=== Begin Enclosure ===

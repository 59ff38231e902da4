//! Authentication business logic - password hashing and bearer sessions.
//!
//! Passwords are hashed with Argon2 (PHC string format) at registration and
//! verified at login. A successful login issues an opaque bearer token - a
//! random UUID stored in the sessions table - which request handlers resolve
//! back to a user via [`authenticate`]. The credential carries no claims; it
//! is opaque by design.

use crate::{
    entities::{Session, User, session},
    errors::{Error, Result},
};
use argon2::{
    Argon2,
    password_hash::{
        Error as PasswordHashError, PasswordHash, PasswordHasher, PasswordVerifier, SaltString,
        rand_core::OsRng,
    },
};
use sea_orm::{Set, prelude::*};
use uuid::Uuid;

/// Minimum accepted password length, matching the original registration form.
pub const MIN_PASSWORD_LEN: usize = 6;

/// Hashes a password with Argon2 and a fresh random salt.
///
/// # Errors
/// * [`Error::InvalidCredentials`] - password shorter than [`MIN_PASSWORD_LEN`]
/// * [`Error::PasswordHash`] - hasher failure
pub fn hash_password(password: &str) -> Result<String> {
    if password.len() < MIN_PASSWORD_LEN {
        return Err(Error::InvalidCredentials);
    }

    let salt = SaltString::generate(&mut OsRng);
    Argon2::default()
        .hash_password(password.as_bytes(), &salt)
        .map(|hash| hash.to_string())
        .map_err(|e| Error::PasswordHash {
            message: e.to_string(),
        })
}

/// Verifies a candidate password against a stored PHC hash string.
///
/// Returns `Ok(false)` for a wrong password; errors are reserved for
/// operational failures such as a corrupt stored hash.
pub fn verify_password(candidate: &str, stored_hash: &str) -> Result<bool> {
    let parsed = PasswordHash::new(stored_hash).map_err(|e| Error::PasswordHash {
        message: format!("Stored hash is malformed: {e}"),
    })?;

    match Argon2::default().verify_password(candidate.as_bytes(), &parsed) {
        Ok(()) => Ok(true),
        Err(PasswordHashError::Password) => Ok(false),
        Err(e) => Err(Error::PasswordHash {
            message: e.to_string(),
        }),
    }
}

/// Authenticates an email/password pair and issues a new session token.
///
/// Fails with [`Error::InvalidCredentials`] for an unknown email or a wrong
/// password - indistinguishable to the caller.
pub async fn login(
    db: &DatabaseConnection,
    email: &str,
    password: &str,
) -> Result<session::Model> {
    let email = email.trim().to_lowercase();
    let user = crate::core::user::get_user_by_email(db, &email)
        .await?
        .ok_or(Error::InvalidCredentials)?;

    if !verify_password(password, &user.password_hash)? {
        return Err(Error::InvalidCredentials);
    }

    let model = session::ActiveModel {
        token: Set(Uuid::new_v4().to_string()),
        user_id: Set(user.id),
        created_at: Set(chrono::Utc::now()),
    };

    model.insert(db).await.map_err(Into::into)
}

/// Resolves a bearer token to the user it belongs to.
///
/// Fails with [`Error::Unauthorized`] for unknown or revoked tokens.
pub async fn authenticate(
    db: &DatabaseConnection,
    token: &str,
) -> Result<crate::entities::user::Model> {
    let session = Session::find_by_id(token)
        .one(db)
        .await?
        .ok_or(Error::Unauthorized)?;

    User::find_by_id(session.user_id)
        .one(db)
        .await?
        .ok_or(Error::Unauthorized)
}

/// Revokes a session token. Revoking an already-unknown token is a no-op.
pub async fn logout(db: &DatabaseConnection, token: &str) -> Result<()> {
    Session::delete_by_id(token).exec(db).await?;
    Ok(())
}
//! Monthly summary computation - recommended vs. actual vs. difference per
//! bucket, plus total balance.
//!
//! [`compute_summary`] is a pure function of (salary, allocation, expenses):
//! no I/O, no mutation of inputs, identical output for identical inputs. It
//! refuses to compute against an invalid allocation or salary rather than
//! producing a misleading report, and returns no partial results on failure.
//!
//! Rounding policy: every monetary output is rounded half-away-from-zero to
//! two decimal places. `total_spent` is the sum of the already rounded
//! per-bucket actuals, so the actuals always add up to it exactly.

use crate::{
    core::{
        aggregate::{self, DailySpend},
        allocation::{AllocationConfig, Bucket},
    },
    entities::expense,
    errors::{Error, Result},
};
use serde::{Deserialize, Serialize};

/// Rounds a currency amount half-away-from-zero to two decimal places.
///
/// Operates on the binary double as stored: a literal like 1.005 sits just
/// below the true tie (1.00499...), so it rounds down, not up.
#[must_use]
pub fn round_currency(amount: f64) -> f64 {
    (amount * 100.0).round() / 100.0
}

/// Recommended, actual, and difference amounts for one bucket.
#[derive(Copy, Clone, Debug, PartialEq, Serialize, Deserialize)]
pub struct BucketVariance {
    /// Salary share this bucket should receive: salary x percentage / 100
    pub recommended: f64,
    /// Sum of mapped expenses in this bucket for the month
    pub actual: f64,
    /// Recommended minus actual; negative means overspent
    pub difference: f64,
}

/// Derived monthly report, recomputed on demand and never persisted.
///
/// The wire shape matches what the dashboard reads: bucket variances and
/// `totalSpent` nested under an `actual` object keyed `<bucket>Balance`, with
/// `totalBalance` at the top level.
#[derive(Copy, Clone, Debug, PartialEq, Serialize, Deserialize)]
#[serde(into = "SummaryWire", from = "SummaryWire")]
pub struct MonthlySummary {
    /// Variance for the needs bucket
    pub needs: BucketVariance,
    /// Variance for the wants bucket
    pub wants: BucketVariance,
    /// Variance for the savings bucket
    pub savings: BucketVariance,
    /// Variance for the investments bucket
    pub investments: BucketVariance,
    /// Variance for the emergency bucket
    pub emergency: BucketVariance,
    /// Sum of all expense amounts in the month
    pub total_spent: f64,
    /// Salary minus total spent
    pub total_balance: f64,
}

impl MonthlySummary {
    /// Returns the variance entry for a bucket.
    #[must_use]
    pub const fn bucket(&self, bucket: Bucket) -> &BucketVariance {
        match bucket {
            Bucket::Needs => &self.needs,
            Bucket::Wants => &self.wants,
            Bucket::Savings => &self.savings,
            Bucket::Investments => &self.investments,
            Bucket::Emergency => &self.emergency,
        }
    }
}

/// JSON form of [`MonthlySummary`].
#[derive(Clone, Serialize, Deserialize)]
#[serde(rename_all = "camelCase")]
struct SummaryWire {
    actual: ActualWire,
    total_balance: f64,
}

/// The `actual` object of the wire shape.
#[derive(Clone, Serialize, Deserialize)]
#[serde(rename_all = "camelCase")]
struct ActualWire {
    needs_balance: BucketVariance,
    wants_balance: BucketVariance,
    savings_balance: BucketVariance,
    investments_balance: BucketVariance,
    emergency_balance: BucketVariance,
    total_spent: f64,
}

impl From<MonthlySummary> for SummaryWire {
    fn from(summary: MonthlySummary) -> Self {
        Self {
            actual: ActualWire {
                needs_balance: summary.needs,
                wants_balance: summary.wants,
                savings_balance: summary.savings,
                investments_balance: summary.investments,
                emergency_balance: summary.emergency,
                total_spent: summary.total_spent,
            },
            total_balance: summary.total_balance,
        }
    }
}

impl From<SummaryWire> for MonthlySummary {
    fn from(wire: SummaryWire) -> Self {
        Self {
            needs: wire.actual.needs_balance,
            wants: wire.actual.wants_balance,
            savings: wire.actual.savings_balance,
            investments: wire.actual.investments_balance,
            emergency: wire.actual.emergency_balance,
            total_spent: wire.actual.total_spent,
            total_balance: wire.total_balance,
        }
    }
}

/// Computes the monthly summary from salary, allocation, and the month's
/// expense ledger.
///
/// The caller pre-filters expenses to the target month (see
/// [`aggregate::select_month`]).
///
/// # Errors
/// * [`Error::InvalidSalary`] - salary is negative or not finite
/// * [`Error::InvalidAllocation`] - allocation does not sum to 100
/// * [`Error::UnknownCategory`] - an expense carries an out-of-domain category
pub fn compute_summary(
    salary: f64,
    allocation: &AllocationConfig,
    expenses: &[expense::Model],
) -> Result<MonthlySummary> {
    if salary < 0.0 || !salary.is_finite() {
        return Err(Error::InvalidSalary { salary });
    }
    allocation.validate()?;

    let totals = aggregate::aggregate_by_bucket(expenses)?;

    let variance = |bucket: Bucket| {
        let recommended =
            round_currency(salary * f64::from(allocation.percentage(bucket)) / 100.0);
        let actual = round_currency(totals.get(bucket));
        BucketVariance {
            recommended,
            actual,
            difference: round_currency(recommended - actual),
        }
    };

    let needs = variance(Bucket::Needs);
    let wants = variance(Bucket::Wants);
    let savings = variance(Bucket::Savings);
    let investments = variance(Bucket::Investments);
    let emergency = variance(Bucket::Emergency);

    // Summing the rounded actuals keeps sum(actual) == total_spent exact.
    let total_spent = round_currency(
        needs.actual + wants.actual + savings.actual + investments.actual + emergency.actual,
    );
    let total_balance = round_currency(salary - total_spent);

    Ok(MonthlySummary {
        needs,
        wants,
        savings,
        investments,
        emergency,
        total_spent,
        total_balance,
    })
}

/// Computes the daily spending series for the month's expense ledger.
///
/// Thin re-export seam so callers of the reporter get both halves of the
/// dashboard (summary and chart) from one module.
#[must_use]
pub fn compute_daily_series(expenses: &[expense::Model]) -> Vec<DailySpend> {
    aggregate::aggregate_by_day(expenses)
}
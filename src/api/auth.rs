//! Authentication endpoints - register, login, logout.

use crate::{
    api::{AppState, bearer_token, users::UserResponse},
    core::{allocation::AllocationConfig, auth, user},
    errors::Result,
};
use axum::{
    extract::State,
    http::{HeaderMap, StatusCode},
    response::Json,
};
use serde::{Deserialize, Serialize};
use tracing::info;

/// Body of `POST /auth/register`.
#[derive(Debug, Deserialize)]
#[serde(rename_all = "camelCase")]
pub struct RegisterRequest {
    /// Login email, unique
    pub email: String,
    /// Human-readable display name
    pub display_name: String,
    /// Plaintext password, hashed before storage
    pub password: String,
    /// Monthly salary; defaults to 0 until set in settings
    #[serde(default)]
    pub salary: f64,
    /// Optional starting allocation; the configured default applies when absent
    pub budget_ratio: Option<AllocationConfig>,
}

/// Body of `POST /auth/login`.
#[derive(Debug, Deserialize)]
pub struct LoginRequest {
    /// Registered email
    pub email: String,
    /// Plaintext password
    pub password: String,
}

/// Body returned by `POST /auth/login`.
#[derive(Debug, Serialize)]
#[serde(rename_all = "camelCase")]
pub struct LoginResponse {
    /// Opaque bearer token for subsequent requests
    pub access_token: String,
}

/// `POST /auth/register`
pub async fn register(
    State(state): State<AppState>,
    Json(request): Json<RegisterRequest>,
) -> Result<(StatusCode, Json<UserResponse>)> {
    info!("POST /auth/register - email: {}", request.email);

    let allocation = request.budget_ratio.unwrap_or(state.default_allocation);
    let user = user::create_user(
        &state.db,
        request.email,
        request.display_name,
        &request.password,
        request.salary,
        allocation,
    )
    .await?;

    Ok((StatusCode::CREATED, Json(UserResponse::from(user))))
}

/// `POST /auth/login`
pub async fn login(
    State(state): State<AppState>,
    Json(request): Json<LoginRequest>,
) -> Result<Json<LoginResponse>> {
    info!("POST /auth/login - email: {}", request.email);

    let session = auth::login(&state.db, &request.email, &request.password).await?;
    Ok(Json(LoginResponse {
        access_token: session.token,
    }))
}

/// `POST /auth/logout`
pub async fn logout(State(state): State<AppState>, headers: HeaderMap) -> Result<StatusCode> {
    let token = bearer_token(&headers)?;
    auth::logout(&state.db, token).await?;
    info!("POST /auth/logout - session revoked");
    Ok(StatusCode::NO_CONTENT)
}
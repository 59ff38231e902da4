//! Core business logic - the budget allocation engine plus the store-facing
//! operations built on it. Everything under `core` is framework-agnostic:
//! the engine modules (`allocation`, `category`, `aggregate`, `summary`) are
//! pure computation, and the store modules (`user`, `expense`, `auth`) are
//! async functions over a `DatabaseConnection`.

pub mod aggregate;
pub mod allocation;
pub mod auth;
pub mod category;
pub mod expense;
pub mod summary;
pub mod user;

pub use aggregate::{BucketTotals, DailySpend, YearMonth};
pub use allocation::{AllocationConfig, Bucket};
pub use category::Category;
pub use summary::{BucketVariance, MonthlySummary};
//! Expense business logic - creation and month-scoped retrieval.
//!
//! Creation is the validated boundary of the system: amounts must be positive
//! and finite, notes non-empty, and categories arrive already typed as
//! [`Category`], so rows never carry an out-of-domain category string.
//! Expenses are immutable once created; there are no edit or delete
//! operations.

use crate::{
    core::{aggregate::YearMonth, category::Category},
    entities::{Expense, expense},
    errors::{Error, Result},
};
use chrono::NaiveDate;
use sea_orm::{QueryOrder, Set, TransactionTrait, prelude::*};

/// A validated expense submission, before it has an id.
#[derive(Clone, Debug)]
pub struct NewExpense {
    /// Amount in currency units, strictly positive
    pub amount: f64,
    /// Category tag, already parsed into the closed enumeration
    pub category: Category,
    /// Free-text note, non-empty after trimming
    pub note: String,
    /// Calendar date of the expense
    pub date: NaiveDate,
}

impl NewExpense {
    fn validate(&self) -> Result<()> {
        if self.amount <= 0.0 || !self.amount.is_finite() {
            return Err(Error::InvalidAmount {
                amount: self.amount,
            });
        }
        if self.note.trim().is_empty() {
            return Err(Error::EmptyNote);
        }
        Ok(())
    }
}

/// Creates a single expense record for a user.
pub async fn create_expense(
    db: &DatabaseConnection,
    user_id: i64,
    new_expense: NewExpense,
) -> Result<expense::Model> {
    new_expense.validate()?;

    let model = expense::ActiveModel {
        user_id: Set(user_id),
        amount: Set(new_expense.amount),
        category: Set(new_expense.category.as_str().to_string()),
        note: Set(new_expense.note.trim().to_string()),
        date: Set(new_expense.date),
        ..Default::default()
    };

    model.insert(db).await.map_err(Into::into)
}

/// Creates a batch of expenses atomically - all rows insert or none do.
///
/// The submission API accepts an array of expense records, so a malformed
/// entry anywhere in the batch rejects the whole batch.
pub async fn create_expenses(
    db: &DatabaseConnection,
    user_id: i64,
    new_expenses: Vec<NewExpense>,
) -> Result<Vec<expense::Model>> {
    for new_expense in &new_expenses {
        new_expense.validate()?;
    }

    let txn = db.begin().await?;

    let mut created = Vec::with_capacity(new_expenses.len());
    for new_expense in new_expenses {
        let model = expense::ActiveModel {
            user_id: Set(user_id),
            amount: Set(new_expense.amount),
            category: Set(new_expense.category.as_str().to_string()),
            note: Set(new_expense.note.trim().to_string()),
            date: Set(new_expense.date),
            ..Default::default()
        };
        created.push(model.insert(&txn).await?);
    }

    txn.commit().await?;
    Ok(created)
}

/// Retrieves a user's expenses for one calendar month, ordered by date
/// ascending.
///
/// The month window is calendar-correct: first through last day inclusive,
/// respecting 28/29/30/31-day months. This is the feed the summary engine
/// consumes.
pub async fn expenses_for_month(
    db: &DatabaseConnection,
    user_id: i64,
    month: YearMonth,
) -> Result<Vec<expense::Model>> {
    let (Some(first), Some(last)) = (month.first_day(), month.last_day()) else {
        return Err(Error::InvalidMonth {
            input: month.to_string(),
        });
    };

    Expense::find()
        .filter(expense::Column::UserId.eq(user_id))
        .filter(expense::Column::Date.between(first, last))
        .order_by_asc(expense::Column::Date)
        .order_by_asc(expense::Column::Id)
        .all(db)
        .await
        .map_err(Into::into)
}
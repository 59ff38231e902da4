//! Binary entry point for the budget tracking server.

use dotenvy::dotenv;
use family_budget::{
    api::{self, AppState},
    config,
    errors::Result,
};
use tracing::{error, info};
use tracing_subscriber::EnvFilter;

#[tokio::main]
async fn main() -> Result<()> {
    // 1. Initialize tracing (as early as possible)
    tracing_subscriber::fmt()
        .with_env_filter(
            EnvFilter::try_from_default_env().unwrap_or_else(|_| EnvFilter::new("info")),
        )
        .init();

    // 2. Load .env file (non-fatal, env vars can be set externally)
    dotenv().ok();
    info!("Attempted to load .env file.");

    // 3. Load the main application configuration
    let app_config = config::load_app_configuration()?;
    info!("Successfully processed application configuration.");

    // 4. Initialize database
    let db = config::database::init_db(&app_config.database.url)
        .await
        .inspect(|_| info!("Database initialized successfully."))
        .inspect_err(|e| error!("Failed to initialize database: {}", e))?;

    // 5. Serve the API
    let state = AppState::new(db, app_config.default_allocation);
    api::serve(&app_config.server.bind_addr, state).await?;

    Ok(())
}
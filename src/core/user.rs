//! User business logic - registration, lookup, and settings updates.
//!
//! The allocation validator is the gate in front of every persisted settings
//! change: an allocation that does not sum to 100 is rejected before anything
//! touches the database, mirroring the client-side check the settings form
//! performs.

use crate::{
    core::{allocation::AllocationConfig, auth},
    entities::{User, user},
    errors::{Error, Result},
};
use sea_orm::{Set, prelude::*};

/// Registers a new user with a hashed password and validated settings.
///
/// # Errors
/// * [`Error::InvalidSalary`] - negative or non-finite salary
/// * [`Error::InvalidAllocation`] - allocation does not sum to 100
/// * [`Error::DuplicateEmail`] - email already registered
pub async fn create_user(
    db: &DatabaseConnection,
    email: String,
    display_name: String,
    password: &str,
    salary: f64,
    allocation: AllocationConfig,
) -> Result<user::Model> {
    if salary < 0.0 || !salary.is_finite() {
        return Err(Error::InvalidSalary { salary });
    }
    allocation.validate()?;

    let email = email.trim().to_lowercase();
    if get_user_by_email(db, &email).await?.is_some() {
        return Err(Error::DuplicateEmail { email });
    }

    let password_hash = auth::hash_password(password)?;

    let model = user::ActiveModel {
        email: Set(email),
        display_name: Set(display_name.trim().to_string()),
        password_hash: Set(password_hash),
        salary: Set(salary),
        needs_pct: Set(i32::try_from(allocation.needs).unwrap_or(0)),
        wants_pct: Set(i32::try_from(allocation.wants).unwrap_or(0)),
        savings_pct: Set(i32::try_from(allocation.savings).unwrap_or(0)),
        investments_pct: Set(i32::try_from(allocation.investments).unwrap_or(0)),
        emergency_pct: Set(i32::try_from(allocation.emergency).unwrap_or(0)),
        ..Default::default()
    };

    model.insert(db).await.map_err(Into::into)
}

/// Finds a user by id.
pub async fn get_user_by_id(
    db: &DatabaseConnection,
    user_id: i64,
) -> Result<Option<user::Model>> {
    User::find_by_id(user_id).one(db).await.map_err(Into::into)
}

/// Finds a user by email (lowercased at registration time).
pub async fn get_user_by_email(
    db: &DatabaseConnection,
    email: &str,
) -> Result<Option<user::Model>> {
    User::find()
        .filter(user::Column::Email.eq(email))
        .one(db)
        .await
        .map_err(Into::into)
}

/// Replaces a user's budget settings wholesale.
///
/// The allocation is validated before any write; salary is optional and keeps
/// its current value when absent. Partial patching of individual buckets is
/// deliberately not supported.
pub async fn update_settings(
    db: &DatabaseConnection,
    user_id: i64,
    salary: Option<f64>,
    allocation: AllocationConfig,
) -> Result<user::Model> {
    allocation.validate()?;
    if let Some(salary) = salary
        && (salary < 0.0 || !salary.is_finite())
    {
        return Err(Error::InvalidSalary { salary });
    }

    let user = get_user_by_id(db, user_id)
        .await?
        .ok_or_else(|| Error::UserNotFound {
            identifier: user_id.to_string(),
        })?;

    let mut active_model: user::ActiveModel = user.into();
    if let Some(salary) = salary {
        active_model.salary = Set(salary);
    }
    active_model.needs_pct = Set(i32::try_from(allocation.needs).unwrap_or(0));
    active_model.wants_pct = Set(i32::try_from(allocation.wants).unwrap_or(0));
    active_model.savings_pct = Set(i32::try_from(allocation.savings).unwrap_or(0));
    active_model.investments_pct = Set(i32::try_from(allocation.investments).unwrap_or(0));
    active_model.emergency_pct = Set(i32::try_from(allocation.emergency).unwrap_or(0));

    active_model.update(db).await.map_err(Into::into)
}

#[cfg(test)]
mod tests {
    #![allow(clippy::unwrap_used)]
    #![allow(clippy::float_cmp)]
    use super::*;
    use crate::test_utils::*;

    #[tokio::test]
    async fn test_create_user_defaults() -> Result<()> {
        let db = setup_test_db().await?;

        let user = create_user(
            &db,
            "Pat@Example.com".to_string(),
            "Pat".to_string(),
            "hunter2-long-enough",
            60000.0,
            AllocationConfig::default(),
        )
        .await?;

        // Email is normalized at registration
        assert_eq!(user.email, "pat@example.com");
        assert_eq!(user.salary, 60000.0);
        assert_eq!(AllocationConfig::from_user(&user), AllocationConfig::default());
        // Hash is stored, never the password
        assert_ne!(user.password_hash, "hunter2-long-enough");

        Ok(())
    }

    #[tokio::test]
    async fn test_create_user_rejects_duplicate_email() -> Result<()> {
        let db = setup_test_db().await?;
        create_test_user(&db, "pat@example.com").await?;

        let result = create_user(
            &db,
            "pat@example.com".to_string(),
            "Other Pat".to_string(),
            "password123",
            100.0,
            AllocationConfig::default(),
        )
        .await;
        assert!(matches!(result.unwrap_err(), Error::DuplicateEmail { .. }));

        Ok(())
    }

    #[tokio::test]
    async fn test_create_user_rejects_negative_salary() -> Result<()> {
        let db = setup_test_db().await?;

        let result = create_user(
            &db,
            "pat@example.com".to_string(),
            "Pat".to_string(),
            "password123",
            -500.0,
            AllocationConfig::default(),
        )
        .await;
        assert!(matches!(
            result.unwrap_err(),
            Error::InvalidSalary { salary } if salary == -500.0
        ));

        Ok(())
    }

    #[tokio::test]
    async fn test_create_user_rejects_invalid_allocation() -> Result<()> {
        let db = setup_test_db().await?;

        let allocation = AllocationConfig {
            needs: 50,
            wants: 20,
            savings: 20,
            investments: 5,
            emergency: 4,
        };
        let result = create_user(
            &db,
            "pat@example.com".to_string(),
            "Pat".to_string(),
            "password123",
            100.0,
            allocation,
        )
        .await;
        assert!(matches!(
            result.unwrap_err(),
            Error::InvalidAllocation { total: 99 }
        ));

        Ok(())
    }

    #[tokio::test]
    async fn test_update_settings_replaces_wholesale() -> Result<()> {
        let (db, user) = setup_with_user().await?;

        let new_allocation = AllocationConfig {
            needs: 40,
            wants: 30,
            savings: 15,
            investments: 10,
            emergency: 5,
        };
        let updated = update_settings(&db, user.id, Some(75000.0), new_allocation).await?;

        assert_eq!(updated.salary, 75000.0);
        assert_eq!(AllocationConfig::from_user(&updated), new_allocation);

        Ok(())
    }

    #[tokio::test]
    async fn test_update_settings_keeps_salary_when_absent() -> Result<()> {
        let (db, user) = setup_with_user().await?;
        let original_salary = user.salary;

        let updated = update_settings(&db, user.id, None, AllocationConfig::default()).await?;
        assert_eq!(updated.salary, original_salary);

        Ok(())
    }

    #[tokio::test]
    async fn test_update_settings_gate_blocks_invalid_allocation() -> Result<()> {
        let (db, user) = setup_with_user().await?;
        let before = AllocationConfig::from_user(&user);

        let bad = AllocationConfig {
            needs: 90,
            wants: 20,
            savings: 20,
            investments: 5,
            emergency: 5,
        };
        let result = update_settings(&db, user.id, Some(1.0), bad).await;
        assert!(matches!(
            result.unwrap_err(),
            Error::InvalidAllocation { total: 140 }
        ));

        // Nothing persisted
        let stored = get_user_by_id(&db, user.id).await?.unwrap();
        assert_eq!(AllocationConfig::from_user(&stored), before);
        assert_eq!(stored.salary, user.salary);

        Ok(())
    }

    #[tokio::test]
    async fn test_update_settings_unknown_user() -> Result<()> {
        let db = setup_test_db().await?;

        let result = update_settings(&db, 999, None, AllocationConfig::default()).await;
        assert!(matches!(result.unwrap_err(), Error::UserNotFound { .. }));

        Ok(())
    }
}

=== End Enclosure ===

> _TASK TO CARRY OUT_
Some lines in the data above hold the string "filename". Find and copy each of them.

> _REPLY TO THE EXERCISE_
filename src/api/auth.rs
filename src/core/user.rs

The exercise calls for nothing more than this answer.